Although a complaint to the health ministry is meant to remain anonymous, the documentation for the complaint alarmingly included Neida’s email that easily identifies her.
Three days later after filing the complaint on 9 March, a manager at the clinic called female workers to a meeting and spoke to them in a disrespectful manner, with unfounded accusations and threatened sanctions against the workers for complaints filed with the human resources department relating to the clinic’s alleged mismanagement of the vaccination process.
In addition, SINTRASASS union, which represents workers at the clinic, told UNI that surgical assistants also raised concerns about the vaccination protocols and wrote to the office of the Antioquia Secretary of Health. They were told that a complaint had already been raised by “a coworker of theirs” and that the clinic, not their office, was responsible for adjudicating the priorities for vaccination and properly up-loading information to the electronic system, as required by government protocols.

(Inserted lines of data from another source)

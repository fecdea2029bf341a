//! Reclaims the windows and worktrees of finished issues.
//!
//! Issues are discovered from resource names alone (`{n}-{phase}` windows,
//! `issue-{n}` worktrees); nothing is tracked on the side.

use std::collections::BTreeSet;
use std::path::{Path, PathBuf};
use std::sync::Arc;

use serde::Serialize;

use crate::github::{GitHubClient, ItemState};
use crate::tmux::{self, TerminalManager};
use crate::worktree::{self, WorktreeManager};

#[derive(Debug, Clone, Default, PartialEq, Eq, Serialize)]
pub struct CleanupReport {
    pub windows_killed: usize,
    pub worktrees_removed: usize,
    /// Worktrees kept because they have uncommitted changes.
    pub skipped: Vec<String>,
    pub errors: Vec<String>,
}

impl CleanupReport {
    fn absorb(&mut self, other: Self) {
        self.windows_killed += other.windows_killed;
        self.worktrees_removed += other.worktrees_removed;
        self.skipped.extend(other.skipped);
        self.errors.extend(other.errors);
    }

    pub fn is_clean(&self) -> bool {
        self.errors.is_empty()
    }
}

pub struct CleanupManager {
    session: String,
    worktree_base: PathBuf,
    terminal: Arc<dyn TerminalManager>,
    worktrees: Arc<dyn WorktreeManager>,
}

impl CleanupManager {
    pub fn new(
        session: &str,
        worktree_base: &Path,
        terminal: Arc<dyn TerminalManager>,
        worktrees: Arc<dyn WorktreeManager>,
    ) -> Self {
        Self {
            session: session.to_string(),
            worktree_base: worktree_base.to_path_buf(),
            terminal,
            worktrees,
        }
    }

    /// Issue numbers that still own a window or a worktree.
    pub fn discover(&self) -> anyhow::Result<BTreeSet<u64>> {
        let mut issues = BTreeSet::new();
        if self.terminal.session_exists(&self.session)? {
            issues.extend(
                self.terminal
                    .list_windows(&self.session)?
                    .iter()
                    .filter_map(|w| tmux::parse_window_name(w))
                    .map(|(n, _)| n),
            );
        }
        issues.extend(
            self.worktrees
                .list_worktrees()?
                .iter()
                .filter(|p| p.parent() == Some(self.worktree_base.as_path()))
                .filter_map(|p| p.file_name()?.to_str().and_then(worktree::parse_worktree_dir)),
        );
        Ok(issues)
    }

    /// Kill the issue's windows and remove its worktree. A dirty worktree is
    /// kept unless `force`.
    pub fn cleanup_issue(&self, number: u64, force: bool) -> CleanupReport {
        let mut report = CleanupReport::default();

        match self.terminal.windows_for_issue(&self.session, number) {
            Ok(windows) => {
                for window in windows {
                    match self.terminal.kill_window(&self.session, &window) {
                        Ok(()) => report.windows_killed += 1,
                        Err(e) => report.errors.push(format!("window {window}: {e:#}")),
                    }
                }
            }
            Err(e) => report.errors.push(format!("#{number} windows: {e:#}")),
        }

        let path = worktree::worktree_path(&self.worktree_base, number);
        let present = match self.worktrees.list_worktrees() {
            Ok(list) => list.contains(&path),
            Err(e) => {
                report.errors.push(format!("#{number} worktrees: {e:#}"));
                return report;
            }
        };
        if !present {
            return report;
        }
        if !force {
            match self.worktrees.has_uncommitted_changes(&path) {
                Ok(true) => {
                    tracing::warn!(issue = number, path = %path.display(), "keeping worktree with uncommitted changes");
                    report.skipped.push(format!("{} (uncommitted changes)", path.display()));
                    return report;
                }
                Ok(false) => {}
                Err(e) => {
                    report.errors.push(format!("{}: {e:#}", path.display()));
                    return report;
                }
            }
        }
        match self.worktrees.remove_worktree(&path, force) {
            Ok(()) => report.worktrees_removed += 1,
            Err(e) => report.errors.push(format!("{}: {e:#}", path.display())),
        }
        tracing::info!(
            issue = number,
            windows = report.windows_killed,
            worktrees = report.worktrees_removed,
            "cleaned up"
        );
        report
    }

    /// Clean every discovered issue that GitHub reports as closed.
    pub fn cleanup_closed(&self, client: &dyn GitHubClient, force: bool) -> anyhow::Result<CleanupReport> {
        let mut report = CleanupReport::default();
        for number in self.discover()? {
            match client.get_issue(number) {
                Ok(issue) if issue.state == ItemState::Closed => {
                    report.absorb(self.cleanup_issue(number, force));
                }
                Ok(_) => tracing::debug!(issue = number, "still open, keeping"),
                Err(e) => report.errors.push(format!("#{number}: {e:#}")),
            }
        }
        Ok(report)
    }

    /// Clean every discovered issue, then kill the session.
    pub fn cleanup_all(&self, force: bool) -> anyhow::Result<CleanupReport> {
        let mut report = CleanupReport::default();
        for number in self.discover()? {
            report.absorb(self.cleanup_issue(number, force));
        }
        if let Err(e) = self.terminal.kill_session(&self.session) {
            report.errors.push(format!("session {}: {e:#}", self.session));
        }
        Ok(report)
    }
}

Neida was then dismissed on 16 March. Prior to her sacking, Neida was bullied and harassed by her immediate supervisor from the moment she joined the union. Neida is a working mother and head of her family, who is in a vulnerable situation due to a health condition and had informed her supervisor of her needs.
UNI Americas sent a letter to the clinic’s general manager to demand the immediate reinstatement of sister Neida Agudelo, as her dismissal after she made a complaint is a violation of her constitutional rights and of ILO conventions ratified by Colombia.
Alan Sable, Regional Director of UNICARE Americas stated “It is irrational to deprive the workers we call ‘heroes’ and ‘heroines’ of vaccines in the midst of a pandemic that has not yet ended. It is in these times of pandemic, now more important than ever, that companies protect and preserve the jobs of their employees.”